If your website isn’t consistently generating quality leads in 2026, it’s probably not because of traffic. It’s because trust, clarity, and intent are misaligned.

We’re seeing this across Australian businesses of all sizes – from local service providers to national brands. Traffic is often fine. SEO is working. Ads are running. But enquiries are inconsistent, low quality, or drying up entirely.

If you’ve found yourself asking how to get more leads from your website, then you’re probably caught up in this too.

So what’s the reason? Well, essentially, the way people evaluate websites has fundamentally changed.

Trust is harder to come by, with the rise of AI search, people are validating more. And expectations are higher than ever.

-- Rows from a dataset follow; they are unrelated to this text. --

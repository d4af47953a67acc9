//! Appointment API endpoints
//!
//! - POST /api/v1/appointments - Student books a slot
//! - DELETE /api/v1/appointments/{appointment_id} - Professor cancels an appointment
//! - GET /api/v1/appointments/my-appointments - Student's scheduled appointments

use axum::{
    extract::{Path, State},
    http::StatusCode,
    response::IntoResponse,
    routing::{delete, get, post},
    Json, Router,
};
use serde::{Deserialize, Serialize};

use crate::api::middleware::{ApiError, AppState, AuthenticatedUser};
use crate::models::{BookedAppointment, StudentAppointment};

#[derive(Debug, Deserialize)]
pub struct BookRequest {
    pub availability_id: Option<i64>,
}

#[derive(Debug, Serialize)]
pub struct BookResponse {
    pub message: String,
    pub appointment: BookedAppointment,
}

#[derive(Debug, Serialize)]
pub struct MessageResponse {
    pub message: String,
}

#[derive(Debug, Serialize)]
pub struct MyAppointmentsResponse {
    pub appointments: Vec<StudentAppointment>,
}

/// Student routes
pub fn student_router() -> Router<AppState> {
    Router::new()
        .route("/", post(book_appointment))
        .route("/my-appointments", get(list_my_appointments))
}

/// Professor routes
pub fn professor_router() -> Router<AppState> {
    Router::new().route("/{appointment_id}", delete(cancel_appointment))
}

/// POST /api/v1/appointments
async fn book_appointment(
    State(state): State<AppState>,
    AuthenticatedUser(user): AuthenticatedUser,
    Json(body): Json<BookRequest>,
) -> Result<impl IntoResponse, ApiError> {
    let availability_id = body
        .availability_id
        .ok_or_else(|| ApiError::validation_error("Availability ID required"))?;

    let appointment = state
        .appointment_service
        .book(user.id, availability_id)
        .await?;

    Ok((
        StatusCode::CREATED,
        Json(BookResponse {
            message: "Appointment booked successfully".to_string(),
            appointment,
        }),
    ))
}

/// DELETE /api/v1/appointments/{appointment_id}
async fn cancel_appointment(
    State(state): State<AppState>,
    AuthenticatedUser(user): AuthenticatedUser,
    Path(appointment_id): Path<i64>,
) -> Result<Json<MessageResponse>, ApiError> {
    state
        .appointment_service
        .cancel(appointment_id, user.id)
        .await?;

    Ok(Json(MessageResponse {
        message: "Appointment cancelled successfully".to_string(),
    }))
}

/// GET /api/v1/appointments/my-appointments
async fn list_my_appointments(
    State(state): State<AppState>,
    AuthenticatedUser(user): AuthenticatedUser,
) -> Result<Json<MyAppointmentsResponse>, ApiError> {
    let appointments = state.appointment_service.list_by_student(user.id).await?;
    Ok(Json(MyAppointmentsResponse { appointments }))
}

#[cfg(test)]
mod tests {
    use crate::api::test_support::{login, register, send, test_app};
    use axum::http::{Method, StatusCode};
    use serde_json::{json, Value};

    struct Fixture {
        app: axum::Router,
        prof_id: i64,
        prof: String,
        student_id: i64,
        student: String,
        slot_id: i64,
    }

    async fn fixture() -> Fixture {
        let (app, _state) = test_app().await;
        let prof_id = register(&app, "prof_liskov", "professor").await;
        let prof = login(&app, "prof_liskov").await;
        let student_id = register(&app, "student_a", "student").await;
        let student = login(&app, "student_a").await;

        let (_, body) = send(
            &app,
            Method::POST,
            "/api/v1/availability",
            Some(&prof),
            Some(json!({"time_slots": [{
                "start_time": "2030-01-01T10:00:00Z",
                "end_time": "2030-01-01T11:00:00Z",
            }]})),
        )
        .await;
        let slot_id = body["availability"][0]["availability_id"].as_i64().unwrap();

        Fixture {
            app,
            prof_id,
            prof,
            student_id,
            student,
            slot_id,
        }
    }

    async fn book(f: &Fixture, token: &str) -> (StatusCode, Value) {
        send(
            &f.app,
            Method::POST,
            "/api/v1/appointments",
            Some(token),
            Some(json!({"availability_id": f.slot_id})),
        )
        .await
    }

    async fn open_slot_count(f: &Fixture) -> usize {
        let uri = format!("/api/v1/availability/professors/{}", f.prof_id);
        let (_, body) = send(&f.app, Method::GET, &uri, Some(&f.student), None).await;
        body["available_slots"].as_array().unwrap().len()
    }

    #[tokio::test]
    async fn test_book_returns_denormalized_appointment() {
        let f = fixture().await;

        let (status, body) = book(&f, &f.student).await;
        assert_eq!(status, StatusCode::CREATED);
        assert_eq!(body["message"], "Appointment booked successfully");
        let appointment = &body["appointment"];
        assert_eq!(appointment["student_id"], f.student_id);
        assert_eq!(appointment["professor_id"], f.prof_id);
        assert_eq!(appointment["professor_name"], "prof_liskov");
        assert_eq!(appointment["start_time"], "2030-01-01T10:00:00Z");
        assert_eq!(appointment["status"], "scheduled");

        assert_eq!(open_slot_count(&f).await, 0);
    }

    #[tokio::test]
    async fn test_second_booking_conflicts() {
        let f = fixture().await;
        register(&f.app, "student_b", "student").await;
        let other = login(&f.app, "student_b").await;

        book(&f, &f.student).await;
        let (status, body) = book(&f, &other).await;

        assert_eq!(status, StatusCode::CONFLICT);
        assert_eq!(body["error"]["message"], "Time slot already booked");
    }

    #[tokio::test]
    async fn test_book_validates_input() {
        let f = fixture().await;

        let (status, body) = send(
            &f.app,
            Method::POST,
            "/api/v1/appointments",
            Some(&f.student),
            Some(json!({})),
        )
        .await;
        assert_eq!(status, StatusCode::BAD_REQUEST);
        assert_eq!(body["error"]["message"], "Availability ID required");

        let (status, body) = send(
            &f.app,
            Method::POST,
            "/api/v1/appointments",
            Some(&f.student),
            Some(json!({"availability_id": 9999})),
        )
        .await;
        assert_eq!(status, StatusCode::NOT_FOUND);
        assert_eq!(body["error"]["message"], "Time slot not found or unavailable");
    }

    #[tokio::test]
    async fn test_professor_cannot_book() {
        let f = fixture().await;
        let (status, _) = book(&f, &f.prof).await;
        assert_eq!(status, StatusCode::FORBIDDEN);
    }

    #[tokio::test]
    async fn test_cancel_frees_slot_once() {
        let f = fixture().await;
        let (_, body) = book(&f, &f.student).await;
        let appointment_id = body["appointment"]["id"].as_i64().unwrap();
        let uri = format!("/api/v1/appointments/{}", appointment_id);

        let (status, body) = send(&f.app, Method::DELETE, &uri, Some(&f.prof), None).await;
        assert_eq!(status, StatusCode::OK);
        assert_eq!(body["message"], "Appointment cancelled successfully");
        assert_eq!(open_slot_count(&f).await, 1);

        let (status, body) = send(&f.app, Method::DELETE, &uri, Some(&f.prof), None).await;
        assert_eq!(status, StatusCode::NOT_FOUND);
        assert_eq!(
            body["error"]["message"],
            "Appointment not found or already cancelled"
        );

        // The freed window can be booked again
        let (status, _) = book(&f, &f.student).await;
        assert_eq!(status, StatusCode::CREATED);
    }

    #[tokio::test]
    async fn test_cancel_by_other_professor_is_not_found() {
        let f = fixture().await;
        register(&f.app, "prof_other", "professor").await;
        let other = login(&f.app, "prof_other").await;

        let (_, body) = book(&f, &f.student).await;
        let uri = format!("/api/v1/appointments/{}", body["appointment"]["id"]);

        let (status, _) = send(&f.app, Method::DELETE, &uri, Some(&other), None).await;
        assert_eq!(status, StatusCode::NOT_FOUND);

        let (status, _) = send(&f.app, Method::DELETE, &uri, Some(&f.student), None).await;
        assert_eq!(status, StatusCode::FORBIDDEN);
        assert_eq!(open_slot_count(&f).await, 0);
    }

    #[tokio::test]
    async fn test_my_appointments_lists_scheduled_only() {
        let f = fixture().await;

        let (status, body) = send(
            &f.app,
            Method::GET,
            "/api/v1/appointments/my-appointments",
            Some(&f.student),
            None,
        )
        .await;
        assert_eq!(status, StatusCode::OK);
        assert_eq!(body["appointments"], json!([]));

        let (_, booked) = book(&f, &f.student).await;
        let (_, body) = send(
            &f.app,
            Method::GET,
            "/api/v1/appointments/my-appointments",
            Some(&f.student),
            None,
        )
        .await;
        let list = body["appointments"].as_array().unwrap();
        assert_eq!(list.len(), 1);
        assert_eq!(list[0]["id"], booked["appointment"]["id"]);
        assert_eq!(list[0]["professor_name"], "prof_liskov");

        let uri = format!("/api/v1/appointments/{}", booked["appointment"]["id"]);
        send(&f.app, Method::DELETE, &uri, Some(&f.prof), None).await;
        let (_, body) = send(
            &f.app,
            Method::GET,
            "/api/v1/appointments/my-appointments",
            Some(&f.student),
            None,
        )
        .await;
        assert_eq!(body["appointments"], json!([]));
    }
}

When the old playbook no longer works, this is how to get more leads

What worked even a few years ago isn’t unreliable because it was wrong – it’s unreliable because the context has changed. Search behaviour has shifted, expectations are higher, and people are far more deliberate about who they engage with. Tactics that once created momentum now produce mixed results at best, because they don’t address how decisions are actually being made today.

So how should you get ahead in 2026? This guide will break down what actually drives leads on websites – based on real-world data, behavioural shifts, and what we see working across hundreds of Australian websites.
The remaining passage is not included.